# AO Safety Woodworker's Respirator discontinued?



## jayman7

I use the 95190 respirator and I'm a big fan of it. I'm running out of replacement filters (95191) but I can't seem to find it anywhere. All the places that sell it like amazon and every other vendor, either has it out of stock or unavailable. Does anyone know if AO Safety is discontinuing this product line?


----------



## BurtC

I too, can not find the replacements. Shame… I really liked this one, guess I will have to buy something else.


----------



## BurtC

I emailed AO Safety, which is really 3M, and response was as follows:

"Aearo Company has been acquired by 3M Company and all AOSafety 
Respiratory protection products have been discontinued

You cannot use another manufacturers cartridges on an AOSafety mask. It is a NIOSH requirement that cartridges and filters do not interchange between manufacturers. They want to know that the unit that was tested and assigned an approval number has not been altered.

We do not sell direct. I would check places like Sears and other smaller outlets that might still have some on the shelf. "

Maybe can find some in a small hardware store somewhere….


----------



## jayman7

That's really unfortunate! Thanks for the heads up, Burt. Can anyone recommend a good respirator instead? The 3M 7500 looks like a good bet.


----------



## woodplay

Awe man.
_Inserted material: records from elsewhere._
//! # Transport seam
//!
//! [`PortalClient`](crate::PortalClient) never touches the network directly. It
//! builds an [`ApiRequest`] (method, path, query, JSON body, bearer token) and
//! hands it to a [`Transport`], which returns the raw status and body. Decoding
//! happens afterwards, in one place ([`crate::envelope`]).
//!
//! [`HttpTransport`] is the production implementation on `reqwest`. It works in
//! the browser (fetch with `credentials: include`) and natively (with the
//! configured timeout).

use std::future::Future;

use reqwest::{header, Client, Method};
use store::PortalConfig;

use crate::error::ApiResult;

/// A fully described request, token included.
#[derive(Clone, Debug, PartialEq)]
pub struct ApiRequest {
    pub method: Method,
    /// Path below the base URL, starting with `/`.
    pub path: String,
    pub query: Vec<(String, String)>,
    pub body: Option<serde_json::Value>,
    /// Bearer token to send, if any.
    pub bearer: Option<String>,
}

impl ApiRequest {
    pub fn new(method: Method, path: impl Into<String>) -> Self {
        Self {
            method,
            path: path.into(),
            query: Vec::new(),
            body: None,
            bearer: None,
        }
    }

    /// Add a query parameter. Empty values are skipped.
    pub fn query(mut self, key: &str, value: impl ToString) -> Self {
        let value = value.to_string();
        if !value.is_empty() {
            self.query.push((key.to_string(), value));
        }
        self
    }

    pub fn body(mut self, body: serde_json::Value) -> Self {
        self.body = Some(body);
        self
    }

    /// The `Authorization` header value this request carries.
    pub fn authorization(&self) -> Option<String> {
        self.bearer.as_ref().map(|token| format!("Bearer {token}"))
    }
}

/// Undecoded response.
#[derive(Clone, Debug, PartialEq)]
pub struct RawResponse {
    pub status: u16,
    pub body: String,
}

impl RawResponse {
    pub fn new(status: u16, body: impl Into<String>) -> Self {
        Self {
            status,
            body: body.into(),
        }
    }

    pub fn ok(body: serde_json::Value) -> Self {
        Self::new(200, body.to_string())
    }
}

/// Async trait for sending requests to the backend.
pub trait Transport {
    fn send(&self, request: ApiRequest) -> impl Future<Output = ApiResult<RawResponse>>;
}

/// `reqwest`-backed transport with a fixed base URL and JSON content type.
#[derive(Clone, Debug)]
pub struct HttpTransport {
    base_url: String,
    client: Client,
}

impl HttpTransport {
    pub fn new(config: &PortalConfig) -> ApiResult<Self> {
        let mut headers = header::HeaderMap::new();
        headers.insert(
            header::CONTENT_TYPE,
            header::HeaderValue::from_static("application/json"),
        );
        headers.insert(
            header::ACCEPT,
            header::HeaderValue::from_static("application/json"),
        );

        #[allow(unused_mut)]
        let mut builder = Client::builder().default_headers(headers);
        #[cfg(not(target_arch = "wasm32"))]
        if config.api.request_timeout_secs > 0 {
            builder = builder.timeout(std::time::Duration::from_secs(
                config.api.request_timeout_secs,
            ));
        }

        Ok(Self {
            base_url: config.base_url().to_string(),
            client: builder.build()?,
        })
    }

    pub fn base_url(&self) -> &str {
        &self.base_url
    }
}

impl Transport for HttpTransport {
    async fn send(&self, request: ApiRequest) -> ApiResult<RawResponse> {
        let url = format!("{}{}", self.base_url, request.path);
        tracing::debug!("{} {}", request.method, url);

        let mut builder = self.client.request(request.method.clone(), &url);
        if !request.query.is_empty() {
            builder = builder.query(&request.query);
        }
        if let Some(value) = request.authorization() {
            builder = builder.header(header::AUTHORIZATION, value);
        }
        if let Some(body) = &request.body {
            builder = builder.json(body);
        }
        #[cfg(target_arch = "wasm32")]
        {
            builder = builder.fetch_credentials_include();
        }

        let response = builder.send().await?;
        let status = response.status().as_u16();
        let body = response.text().await?;
        Ok(RawResponse { status, body })
    }
}

#[cfg(test)]
pub(crate) mod mock {
    //! Recording transport for tests.

    use std::collections::VecDeque;
    use std::sync::{Arc, Mutex};

    use super::*;

    /// Replays queued responses in order and records every request.
    #[derive(Clone, Default)]
    pub struct MockTransport {
        responses: Arc<Mutex<VecDeque<RawResponse>>>,
        requests: Arc<Mutex<Vec<ApiRequest>>>,
    }

    impl MockTransport {
        pub fn new() -> Self {
            Self::default()
        }

        pub fn respond(&self, response: RawResponse) -> &Self {
            self.responses.lock().unwrap().push_back(response);
            self
        }

        pub fn respond_json(&self, body: serde_json::Value) -> &Self {
            self.respond(RawResponse::ok(body))
        }

        pub fn requests(&self) -> Vec<ApiRequest> {
            self.requests.lock().unwrap().clone()
        }

        pub fn last_request(&self) -> ApiRequest {
            self.requests().last().cloned().expect("no request sent")
        }
    }

    impl Transport for MockTransport {
        async fn send(&self, request: ApiRequest) -> ApiResult<RawResponse> {
            self.requests.lock().unwrap().push(request);
            let response = self
                .responses
                .lock()
                .unwrap()
                .pop_front()
                .expect("no response queued");
            Ok(response)
        }
    }
}

#[cfg(test)]
mod tests {
    use super::*;

    #[test]
    fn test_query_skips_empty_values() {
        let request = ApiRequest::new(Method::GET, "/panchayat-employee/environmental-data")
            .query("year", "")
            .query("location", "Village A");
        assert_eq!(
            request.query,
            vec![("location".to_string(), "Village A".to_string())]
        );
    }

    #[test]
    fn test_authorization_header_value() {
        let mut request = ApiRequest::new(Method::GET, "/citizen/assets");
        assert!(request.authorization().is_none());
        request.bearer = Some("abc".into());
        assert_eq!(request.authorization().as_deref(), Some("Bearer abc"));
    }

    #[test]
    fn test_http_transport_trims_base_url() {
        let config = PortalConfig::default().with_base_url("http://localhost:8000/");
        let transport = HttpTransport::new(&config).unwrap();
        assert_eq!(transport.base_url(), "http://localhost:8000");
    }
}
I use my AO unit and also haven't been able to find replacement cartridges after I just ran out. I bought the 3m unit last night but it was Very uncomfortable compared to the AO mask.

What did you guys buy?


----------



## bobj

I know this is an old thread, but I think I found a replacement filter for the AO mask. North Safety Products has a series of filters that look like they may work. The following filters have the same 3" diameter as the AO mask filter. The N95 Pre-Filter 7506N95 has a 95% efficiency, the N99 Non-Oil Particulate Filter 7506N99 has a 99% efficiency and the R95 Non-Oil Particulate Filter 7506R95 also has an efficiency of 95%. www.northsafety.com is the manufacturers website.
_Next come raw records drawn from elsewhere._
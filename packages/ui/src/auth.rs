//! Session context and hooks for the UI.

use api::{Identity, Portal, PortalConfig};
use dioxus::prelude::*;

use crate::storage::restore_session;

/// The identity of the logged-in user.
/// Returns a signal that updates when the user logs in or out.
pub fn use_session() -> Signal<Identity> {
    use_context::<Signal<Identity>>()
}

/// The portal client shared by every view.
pub fn use_client() -> Portal {
    use_context::<Portal>()
}

pub fn use_config() -> PortalConfig {
    use_context::<PortalConfig>()
}

/// Provider component that owns the session and the client.
/// Wrap your app with this component before the router.
#[component]
pub fn AuthProvider(children: Element) -> Element {
    let config = use_hook(|| {
        PortalConfig::load().unwrap_or_else(|e| {
            tracing::error!("Falling back to default configuration: {}", e);
            PortalConfig::default()
        })
    });
    let session = use_hook(restore_session);
    let client = use_hook({
        let config = config.clone();
        let session = session.clone();
        move || match Portal::connect(&config, session) {
            Ok(client) => Some(client),
            Err(e) => {
                tracing::error!("Failed to build HTTP client: {}", e);
                None
            }
        }
    });

    let mut identity = use_signal(|| session.identity());

    // Mirror every session change into the signal
    use_hook(|| {
        let mut changes = session.subscribe();
        spawn(async move {
            while changes.changed().await.is_ok() {
                let current = changes.borrow_and_update().clone();
                identity.set(current);
            }
        });
    });

    use_context_provider(|| identity);
    use_context_provider(|| config.clone());

    let Some(client) = client else {
        return rsx! {
            div { class: "portal-fatal", "The portal could not start its network client." }
        };
    };
    use_context_provider(|| client.clone());

    rsx! {
        {children}
    }
}

/// Button to log out the current user.
#[component]
pub fn LogoutButton(
    #[props(default = "Logout".to_string(), into)] label: String,
    #[props(default, into)] class: String,
) -> Element {
    let client = use_client();
    let nav = use_navigator();

    let onclick = move |_: MouseEvent| {
        client.logout();
        nav.push("/");
    };

    rsx! {
        button {
            class: "{class}",
            onclick: onclick,
            "{label}"
        }
    }
}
Even though 3M says you can't use another manufacturers filter in the AO mask, if it fits, I'll use it. That's their way to cover their butt legally and sell new masks.
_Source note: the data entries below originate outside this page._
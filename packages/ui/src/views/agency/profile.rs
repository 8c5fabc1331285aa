use api::{Access, UserType, ViewState};
use dioxus::prelude::*;

use crate::records::{use_record, Notice};
use crate::views::ProfileCard;

#[component]
pub fn AgencyProfileView() -> Element {
    let profile = use_record(Access::Kind(UserType::GovernmentAgency), |client| async move {
        client.agency().profile().await
    });

    let state = profile.read();
    match &*state {
        ViewState::Ready(profile) => rsx! {
            ProfileCard { title: "Agency Profile", rows: profile.rows() }
        },
        other => rsx! {
            div {
                class: "view-page",
                Notice { text: other.notice().unwrap_or("Loading...").to_string() }
            }
        },
    }
}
I just ordered some from Amazon. I'll post again when I get them and see how they work.


----------



## bobasaurus

Interesting. I too had the same respirator for a long time and couldn't fine replacement filters. I bought one of the 3M masks instead.


----------



## BurtC

Thanks, bobj! I'll be ordering a set soon.


----------



## NiteWalker

jayman7, I have a 7500 series mask and use it for spraying. It's excellent. Very comfortable and with the right filters can be used for sanding too. I also have the 6000 series, and it's not as comfortable as the 7500.


----------



## History

I have the AOSafety mask also and I'll be interested to hear what you find out BobJDiscontinuing that mask is a dumb decision on 3M's part in my opinion.


----------



## jayman7

Wow, I completely forgot about this post from a while back.  Anyway, I did end up getting the 7500 and it's freaking awesome. I have the N100 pink filters for dust and switch to the charcoal filters when I spray. I hardly ever had to change out the pink filters as compared to the AO filters. I think I only changed them out once in the past several years. The AO filters clog about once a month with heavy use. Thanks for getting back to me though!


----------



## bobj

The North Safety filters work perfectly in the AO mask. I do have a new 3M mask that I use when spraying. I just hated to throw out the AO mask if I could find cheaper filters and use it for dusty work. Now I have 2 masks to work with depending on the job I'm doing.


----------



## History

Thanks Bob.


----------



## AlaskaGuy

How would someone looking for a respirator know what a 7500 is


----------



## DaveHuber

Bobj

Could you please provide a part or catalog # for north filters that fit AO mask?
I want to order right ones.

Thanks!!

Dave


----------



## bobj

I ordered the filters from Amazon. The Amazon description was "North 7506n95 N95 Prefilter for Non-Oil Based Aerosol Particulates (10 Pack)" and the part number was 7506N95.


----------